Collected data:
+===+

//! Title metadata lookup against The Movie Database.

use std::time::Duration;

use async_trait::async_trait;
use reqwest::Client;
use serde::{Deserialize, Serialize};
use thiserror::Error;
use tracing::debug;
use url::Url;

use crate::config::MetadataConfig;

/// Episode runtime assumed for series that list none.
const DEFAULT_EPISODE_RUNTIME: i32 = 40;

/// Coarse classification of a title.
#[derive(Debug, Clone, Copy, PartialEq, Eq, Serialize, Deserialize)]
#[serde(rename_all = "lowercase")]
pub enum MediaType {
    Movie,
    Tv,
    Unknown,
}

impl MediaType {
    pub fn as_str(&self) -> &'static str {
        match self {
            Self::Movie => "movie",
            Self::Tv => "tv",
            Self::Unknown => "unknown",
        }
    }
}

/// Duration information for a title.
#[derive(Debug, Clone, PartialEq, Eq)]
pub struct ContentInfo {
    pub title: String,
    pub duration_minutes: i32,
    pub media_type: MediaType,
}

#[derive(Debug, Error)]
pub enum MetadataError {
    #[error("Metadata lookup is not configured (set TMDB_API_KEY)")]
    NotConfigured,

    #[error("HTTP error: {0}")]
    Http(String),

    #[error("Metadata API returned status {0}")]
    Status(u16),

    #[error("Failed to parse metadata response: {0}")]
    Parse(String),

    #[error("No results found for: {0}")]
    NoResults(String),

    #[error("Unknown media type for: {0}")]
    UnknownMediaType(String),

    #[error("No runtime listed for: {0}")]
    NoRuntime(String),
}

/// Looks up a title's runtime by name.
#[async_trait]
pub trait MetadataLookup: Send + Sync {
    async fn lookup(&self, title: &str) -> Result<ContentInfo, MetadataError>;
}

#[derive(Debug, Deserialize)]
struct SearchResponse {
    #[serde(default)]
    results: Vec<SearchResult>,
}

#[derive(Debug, Deserialize)]
struct SearchResult {
    id: i64,
    #[serde(default)]
    title: Option<String>,
    #[serde(default)]
    name: Option<String>,
    #[serde(default)]
    media_type: Option<String>,
}

#[derive(Debug, Deserialize)]
struct MovieDetails {
    #[serde(default)]
    runtime: Option<i32>,
}

#[derive(Debug, Deserialize)]
struct TvDetails {
    #[serde(default)]
    episode_run_time: Vec<i32>,
}

/// Which details endpoint a search hit belongs to.
fn classify(hit: &SearchResult) -> MediaType {
    let has = |s: &Option<String>| s.as_deref().is_some_and(|v| !v.is_empty());
    match hit.media_type.as_deref().unwrap_or_default() {
        "movie" => MediaType::Movie,
        "tv" => MediaType::Tv,
        "" if has(&hit.title) => MediaType::Movie,
        _ if has(&hit.name) => MediaType::Tv,
        _ => MediaType::Unknown,
    }
}

/// Integer mean of the listed episode runtimes.
fn average_runtime(runtimes: &[i32]) -> i32 {
    if runtimes.is_empty() {
        return DEFAULT_EPISODE_RUNTIME;
    }
    runtimes.iter().sum::<i32>() / runtimes.len() as i32
}

/// TMDB v3 client: multi-search, then movie or TV details.
pub struct TmdbClient {
    client: Client,
    base_url: String,
    api_key: String,
}

impl TmdbClient {
    pub fn new(config: &MetadataConfig) -> Result<Self, MetadataError> {
        let api_key = config
            .api_key
            .clone()
            .filter(|k| !k.is_empty())
            .ok_or(MetadataError::NotConfigured)?;

        let client = Client::builder()
            .timeout(Duration::from_secs(config.timeout))
            .gzip(true)
            .build()
            .map_err(|e| MetadataError::Http(e.to_string()))?;

        Ok(Self {
            client,
            base_url: config.base_url.trim_end_matches('/').to_string(),
            api_key,
        })
    }

    fn endpoint(&self, path: &str, query: &[(&str, &str)]) -> Result<Url, MetadataError> {
        let mut url = Url::parse(&format!("{}{}", self.base_url, path))
            .map_err(|e| MetadataError::Http(e.to_string()))?;
        {
            let mut pairs = url.query_pairs_mut();
            pairs.append_pair("api_key", &self.api_key);
            for (k, v) in query {
                pairs.append_pair(k, v);
            }
        }
        Ok(url)
    }

    async fn get<T: serde::de::DeserializeOwned>(&self, url: Url) -> Result<T, MetadataError> {
        let resp = self
            .client
            .get(url)
            .send()
            .await
            .map_err(|e| MetadataError::Http(e.to_string()))?;

        if !resp.status().is_success() {
            return Err(MetadataError::Status(resp.status().as_u16()));
        }

        resp.json()
            .await
            .map_err(|e| MetadataError::Parse(e.to_string()))
    }
}

#[async_trait]
impl MetadataLookup for TmdbClient {
    async fn lookup(&self, title: &str) -> Result<ContentInfo, MetadataError> {
        let search: SearchResponse = self
            .get(self.endpoint("/search/multi", &[("query", title)])?)
            .await?;

        let hit = search
            .results
            .first()
            .ok_or_else(|| MetadataError::NoResults(title.to_string()))?;

        let media_type = classify(hit);
        let duration_minutes = match media_type {
            MediaType::Movie => {
                let details: MovieDetails = self
                    .get(self.endpoint(&format!("/movie/{}", hit.id), &[])?)
                    .await?;
                details
                    .runtime
                    .filter(|r| *r > 0)
                    .ok_or_else(|| MetadataError::NoRuntime(title.to_string()))?
            }
            MediaType::Tv => {
                let details: TvDetails = self
                    .get(self.endpoint(&format!("/tv/{}", hit.id), &[])?)
                    .await?;
                average_runtime(&details.episode_run_time)
            }
            MediaType::Unknown => return Err(MetadataError::UnknownMediaType(title.to_string())),
        };

        debug!(
            "TMDB: '{}' is {} ({} min)",
            title,
            media_type.as_str(),
            duration_minutes
        );
        Ok(ContentInfo {
            title: title.to_string(),
            duration_minutes,
            media_type,
        })
    }
}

+===+

Work task: The records given above are to be repeated in full, exactly.

Written answer:
//! Title metadata lookup against The Movie Database.

use std::time::Duration;

use async_trait::async_trait;
use reqwest::Client;
use serde::{Deserialize, Serialize};
use thiserror::Error;
use tracing::debug;
use url::Url;

use crate::config::MetadataConfig;

/// Episode runtime assumed for series that list none.
const DEFAULT_EPISODE_RUNTIME: i32 = 40;

/// Coarse classification of a title.
#[derive(Debug, Clone, Copy, PartialEq, Eq, Serialize, Deserialize)]
#[serde(rename_all = "lowercase")]
pub enum MediaType {
    Movie,
    Tv,
    Unknown,
}

impl MediaType {
    pub fn as_str(&self) -> &'static str {
        match self {
            Self::Movie => "movie",
            Self::Tv => "tv",
            Self::Unknown => "unknown",
        }
    }
}

/// Duration information for a title.
#[derive(Debug, Clone, PartialEq, Eq)]
pub struct ContentInfo {
    pub title: String,
    pub duration_minutes: i32,
    pub media_type: MediaType,
}

#[derive(Debug, Error)]
pub enum MetadataError {
    #[error("Metadata lookup is not configured (set TMDB_API_KEY)")]
    NotConfigured,

    #[error("HTTP error: {0}")]
    Http(String),

    #[error("Metadata API returned status {0}")]
    Status(u16),

    #[error("Failed to parse metadata response: {0}")]
    Parse(String),

    #[error("No results found for: {0}")]
    NoResults(String),

    #[error("Unknown media type for: {0}")]
    UnknownMediaType(String),

    #[error("No runtime listed for: {0}")]
    NoRuntime(String),
}

/// Looks up a title's runtime by name.
#[async_trait]
pub trait MetadataLookup: Send + Sync {
    async fn lookup(&self, title: &str) -> Result<ContentInfo, MetadataError>;
}

#[derive(Debug, Deserialize)]
struct SearchResponse {
    #[serde(default)]
    results: Vec<SearchResult>,
}

#[derive(Debug, Deserialize)]
struct SearchResult {
    id: i64,
    #[serde(default)]
    title: Option<String>,
    #[serde(default)]
    name: Option<String>,
    #[serde(default)]
    media_type: Option<String>,
}

#[derive(Debug, Deserialize)]
struct MovieDetails {
    #[serde(default)]
    runtime: Option<i32>,
}

#[derive(Debug, Deserialize)]
struct TvDetails {
    #[serde(default)]
    episode_run_time: Vec<i32>,
}

/// Which details endpoint a search hit belongs to.
fn classify(hit: &SearchResult) -> MediaType {
    let has = |s: &Option<String>| s.as_deref().is_some_and(|v| !v.is_empty());
    match hit.media_type.as_deref().unwrap_or_default() {
        "movie" => MediaType::Movie,
        "tv" => MediaType::Tv,
        "" if has(&hit.title) => MediaType::Movie,
        _ if has(&hit.name) => MediaType::Tv,
        _ => MediaType::Unknown,
    }
}

/// Integer mean of the listed episode runtimes.
fn average_runtime(runtimes: &[i32]) -> i32 {
    if runtimes.is_empty() {
        return DEFAULT_EPISODE_RUNTIME;
    }
    runtimes.iter().sum::<i32>() / runtimes.len() as i32
}

/// TMDB v3 client: multi-search, then movie or TV details.
pub struct TmdbClient {
    client: Client,
    base_url: String,
    api_key: String,
}

impl TmdbClient {
    pub fn new(config: &MetadataConfig) -> Result<Self, MetadataError> {
        let api_key = config
            .api_key
            .clone()
            .filter(|k| !k.is_empty())
            .ok_or(MetadataError::NotConfigured)?;

        let client = Client::builder()
            .timeout(Duration::from_secs(config.timeout))
            .gzip(true)
            .build()
            .map_err(|e| MetadataError::Http(e.to_string()))?;

        Ok(Self {
            client,
            base_url: config.base_url.trim_end_matches('/').to_string(),
            api_key,
        })
    }

    fn endpoint(&self, path: &str, query: &[(&str, &str)]) -> Result<Url, MetadataError> {
        let mut url = Url::parse(&format!("{}{}", self.base_url, path))
            .map_err(|e| MetadataError::Http(e.to_string()))?;
        {
            let mut pairs = url.query_pairs_mut();
            pairs.append_pair("api_key", &self.api_key);
            for (k, v) in query {
                pairs.append_pair(k, v);
            }
        }
        Ok(url)
    }

    async fn get<T: serde::de::DeserializeOwned>(&self, url: Url) -> Result<T, MetadataError> {
        let resp = self
            .client
            .get(url)
            .send()
            .await
            .map_err(|e| MetadataError::Http(e.to_string()))?;

        if !resp.status().is_success() {
            return Err(MetadataError::Status(resp.status().as_u16()));
        }

        resp.json()
            .await
            .map_err(|e| MetadataError::Parse(e.to_string()))
    }
}

#[async_trait]
impl MetadataLookup for TmdbClient {
    async fn lookup(&self, title: &str) -> Result<ContentInfo, MetadataError> {
        let search: SearchResponse = self
            .get(self.endpoint("/search/multi", &[("query", title)])?)
            .await?;

        let hit = search
            .results
            .first()
            .ok_or_else(|| MetadataError::NoResults(title.to_string()))?;

        let media_type = classify(hit);
        let duration_minutes = match media_type {
            MediaType::Movie => {
                let details: MovieDetails = self
                    .get(self.endpoint(&format!("/movie/{}", hit.id), &[])?)
                    .await?;
                details
                    .runtime
                    .filter(|r| *r > 0)
                    .ok_or_else(|| MetadataError::NoRuntime(title.to_string()))?
            }
            MediaType::Tv => {
                let details: TvDetails = self
                    .get(self.endpoint(&format!("/tv/{}", hit.id), &[])?)
                    .await?;
                average_runtime(&details.episode_run_time)
            }
            MediaType::Unknown => return Err(MetadataError::UnknownMediaType(title.to_string())),
        };

        debug!(
            "TMDB: '{}' is {} ({} min)",
            title,
            media_type.as_str(),
            duration_minutes
        );
        Ok(ContentInfo {
            title: title.to_string(),
            duration_minutes,
            media_type,
        })
    }
}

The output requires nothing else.